Task to complete:
Your answer should be the records below, written out exactly.

Information given section start

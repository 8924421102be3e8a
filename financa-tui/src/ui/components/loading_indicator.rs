use ratatui::{
    layout::{Alignment, Rect},
    style::{Color, Style},
    text::Span,
    widgets::Paragraph,
    Frame,
};

use crate::state::LoadingState;

/// Render a loading indicator in the top-right corner
/// Shows current loading state with color coding
pub fn render_loading_indicator(f: &mut Frame, area: Rect, loading_state: &LoadingState) {
    let (text, color) = match &loading_state {
        LoadingState::NotStarted => return, // Don't show anything
        LoadingState::Loading(throbber_state) => {
            let simple = throbber_widgets_tui::Throbber::default()
                .throbber_set(throbber_widgets_tui::BRAILLE_EIGHT);
            f.render_stateful_widget(simple, area, &mut throbber_state.clone());
            return;
        }
        LoadingState::Loaded => ("✓", Color::Green),
        LoadingState::Error(_) => ("x", Color::Red),
    };

    let indicator =
        Paragraph::new(Span::styled(text, Style::default().fg(color))).alignment(Alignment::Right);

    f.render_widget(indicator, area);
}
use financa_api::endpoints::{
    categories::Taxonomy,
    transactions::Transaction,
    variances::SubcategoryVariance,
    TransactionId, Valor,
};
use std::collections::HashMap;

/// Where an inline category edit should be applied.
#[derive(Debug, Clone, PartialEq)]
pub enum EditTarget {
    /// A single server-addressable row.
    Row {
        id: TransactionId,
        descricao: String,
    },
    /// Every row sharing an exact description.
    Descricao { descricao: String },
}

/// Commands to execute (user actions → background tasks)
#[derive(Debug, Clone, PartialEq)]
pub enum AppCommand {
    SelectNext,
    SelectPrevious,
    NavigateToTop,
    NavigateToBottom,

    // Navigation
    NavigateBack,

    // Data loading
    LoadTaxonomy {
        force_refresh: bool,
    },
    ToggleCategory {
        categoria: String,
    },
    ToggleSubcategory {
        categoria: String,
        subcategoria: String,
    },
    RefreshDashboard,
    NavigateMonth {
        forward: bool,
    },

    // Inline category editor (two-step picker)
    OpenCategoryEditor {
        target: EditTarget,
    },
    AppendPickerChar(char),
    DeletePickerChar,
    SelectPickerItem {
        up: bool,
    },
    ConfirmPickerSelection,
    CancelPicker,

    // Description mapping editor
    OpenDescriptionEditor {
        descricao_original: String,
        descricao_atual: String,
    },
    AppendEditorChar(char),
    DeleteEditorChar,
    SubmitDescriptionEdit,
    CancelDescriptionEdit,
    DeleteMapping {
        descricao_original: String,
    },

    // Move mode (keyboard re-categorization)
    EnterMoveMode {
        descricao: String,
        source_categoria: String,
    },
    MoveTargetNext,
    MoveTargetPrevious,
    ConfirmMove,
    /// Drop the grabbed description onto recurring registration instead
    /// of a category.
    ConfirmMoveRecurring,
    CancelMove,

    // Recurring expenses
    AddRecurring {
        descricao: String,
        categoria: String,
        valor: Valor,
    },

    // Table sorting
    CycleSortColumn,
    ToggleSortDirection,

    // View toggles
    ToggleHelp,
    DismissToast,

    // Log screen
    NavigateToLogs,
    ScrollLogsUp,
    ScrollLogsDown,
    ScrollLogsPageUp,
    ScrollLogsPageDown,

    // Key sequence state
    SetPendingKey(char),
    ClearPendingKey,

    // System
    Quit,
}

/// Events from background tasks (responses to commands)
#[derive(Debug, Clone)]
pub enum DataEvent {
    // Taxonomy (cache is instant, API is slower; last write wins)
    TaxonomyCacheLoaded {
        taxonomy: Taxonomy,
    },
    TaxonomyLoaded {
        taxonomy: Taxonomy,
    },
    TaxonomyLoadFailed {
        error: String,
    },

    // Per-category transaction data
    CategoryTransactionsLoaded {
        categoria: String,
        generation: u64,
        transactions: Vec<Transaction>,
    },
    CategoryTransactionsLoadFailed {
        categoria: String,
        generation: u64,
        error: String,
    },
    CategoryVariancesLoaded {
        categoria: String,
        generation: u64,
        variances: HashMap<String, SubcategoryVariance>,
    },

    // Category updates (rows only relocate after these arrive). The server
    // fans a row edit out to every transaction sharing the description.
    RowCategoryUpdated {
        id: TransactionId,
        descricao: String,
        categoria: String,
        subcategoria: Option<String>,
        updated: u32,
    },
    RowCategoryUpdateFailed {
        id: TransactionId,
        error: String,
    },
    DescriptionCategoryUpdated {
        descricao: String,
        categoria: String,
        subcategoria: Option<String>,
        updated: u32,
    },
    DescriptionCategoryUpdateFailed {
        descricao: String,
        error: String,
    },

    // Description mappings
    MappingSaved {
        descricao_original: String,
        descricao_customizada: String,
    },
    MappingSaveFailed {
        descricao_original: String,
        error: String,
    },
    MappingDeleted {
        descricao_original: String,
    },
    MappingDeleteFailed {
        descricao_original: String,
        error: String,
    },

    // Recurring expenses
    RecurringAdded {
        descricao: String,
        via_hook: bool,
    },
    RecurringAddFailed {
        descricao: String,
        error: String,
    },
}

Information given section end

Written solution:
repository 8924421102be3e8a
filename financa-tui/src/ui/components/loading_indicator.rs
use ratatui::{
    layout::{Alignment, Rect},
    style::{Color, Style},
    text::Span,
    widgets::Paragraph,
    Frame,
};

use crate::state::LoadingState;

/// Render a loading indicator in the top-right corner
/// Shows current loading state with color coding
pub fn render_loading_indicator(f: &mut Frame, area: Rect, loading_state: &LoadingState) {
    let (text, color) = match &loading_state {
        LoadingState::NotStarted => return, // Don't show anything
        LoadingState::Loading(throbber_state) => {
            let simple = throbber_widgets_tui::Throbber::default()
                .throbber_set(throbber_widgets_tui::BRAILLE_EIGHT);
            f.render_stateful_widget(simple, area, &mut throbber_state.clone());
            return;
        }
        LoadingState::Loaded => ("✓", Color::Green),
        LoadingState::Error(_) => ("x", Color::Red),
    };

    let indicator =
        Paragraph::new(Span::styled(text, Style::default().fg(color))).alignment(Alignment::Right);

    f.render_widget(indicator, area);
}
use financa_api::endpoints::{
    categories::Taxonomy,
    transactions::Transaction,
    variances::SubcategoryVariance,
    TransactionId, Valor,
};
use std::collections::HashMap;

/// Where an inline category edit should be applied.
#[derive(Debug, Clone, PartialEq)]
pub enum EditTarget {
    /// A single server-addressable row.
    Row {
        id: TransactionId,
        descricao: String,
    },
    /// Every row sharing an exact description.
    Descricao { descricao: String },
}

/// Commands to execute (user actions → background tasks)
#[derive(Debug, Clone, PartialEq)]
pub enum AppCommand {
    SelectNext,
    SelectPrevious,
    NavigateToTop,
    NavigateToBottom,

    // Navigation
    NavigateBack,

    // Data loading
    LoadTaxonomy {
        force_refresh: bool,
    },
    ToggleCategory {
        categoria: String,
    },
    ToggleSubcategory {
        categoria: String,
        subcategoria: String,
    },
    RefreshDashboard,
    NavigateMonth {
        forward: bool,
    },

    // Inline category editor (two-step picker)
    OpenCategoryEditor {
        target: EditTarget,
    },
    AppendPickerChar(char),
    DeletePickerChar,
    SelectPickerItem {
        up: bool,
    },
    ConfirmPickerSelection,
    CancelPicker,

    // Description mapping editor
    OpenDescriptionEditor {
        descricao_original: String,
        descricao_atual: String,
    },
    AppendEditorChar(char),
    DeleteEditorChar,
    SubmitDescriptionEdit,
    CancelDescriptionEdit,
    DeleteMapping {
        descricao_original: String,
    },

    // Move mode (keyboard re-categorization)
    EnterMoveMode {
        descricao: String,
        source_categoria: String,
    },
    MoveTargetNext,
    MoveTargetPrevious,
    ConfirmMove,
    /// Drop the grabbed description onto recurring registration instead
    /// of a category.
    ConfirmMoveRecurring,
    CancelMove,

    // Recurring expenses
    AddRecurring {
        descricao: String,
        categoria: String,
        valor: Valor,
    },

    // Table sorting
    CycleSortColumn,
    ToggleSortDirection,

    // View toggles
    ToggleHelp,
    DismissToast,

    // Log screen
    NavigateToLogs,
    ScrollLogsUp,
    ScrollLogsDown,
    ScrollLogsPageUp,
    ScrollLogsPageDown,

    // Key sequence state
    SetPendingKey(char),
    ClearPendingKey,

    // System
    Quit,
}

/// Events from background tasks (responses to commands)
#[derive(Debug, Clone)]
pub enum DataEvent {
    // Taxonomy (cache is instant, API is slower; last write wins)
    TaxonomyCacheLoaded {
        taxonomy: Taxonomy,
    },
    TaxonomyLoaded {
        taxonomy: Taxonomy,
    },
    TaxonomyLoadFailed {
        error: String,
    },

    // Per-category transaction data
    CategoryTransactionsLoaded {
        categoria: String,
        generation: u64,
        transactions: Vec<Transaction>,
    },
    CategoryTransactionsLoadFailed {
        categoria: String,
        generation: u64,
        error: String,
    },
    CategoryVariancesLoaded {
        categoria: String,
        generation: u64,
        variances: HashMap<String, SubcategoryVariance>,
    },

    // Category updates (rows only relocate after these arrive). The server
    // fans a row edit out to every transaction sharing the description.
    RowCategoryUpdated {
        id: TransactionId,
        descricao: String,
        categoria: String,
        subcategoria: Option<String>,
        updated: u32,
    },
    RowCategoryUpdateFailed {
        id: TransactionId,
        error: String,
    },
    DescriptionCategoryUpdated {
        descricao: String,
        categoria: String,
        subcategoria: Option<String>,
        updated: u32,
    },
    DescriptionCategoryUpdateFailed {
        descricao: String,
        error: String,
    },

    // Description mappings
    MappingSaved {
        descricao_original: String,
        descricao_customizada: String,
    },
    MappingSaveFailed {
        descricao_original: String,
        error: String,
    },
    MappingDeleted {
        descricao_original: String,
    },
    MappingDeleteFailed {
        descricao_original: String,
        error: String,
    },

    // Recurring expenses
    RecurringAdded {
        descricao: String,
        via_hook: bool,
    },
    RecurringAddFailed {
        descricao: String,
        error: String,
    },
}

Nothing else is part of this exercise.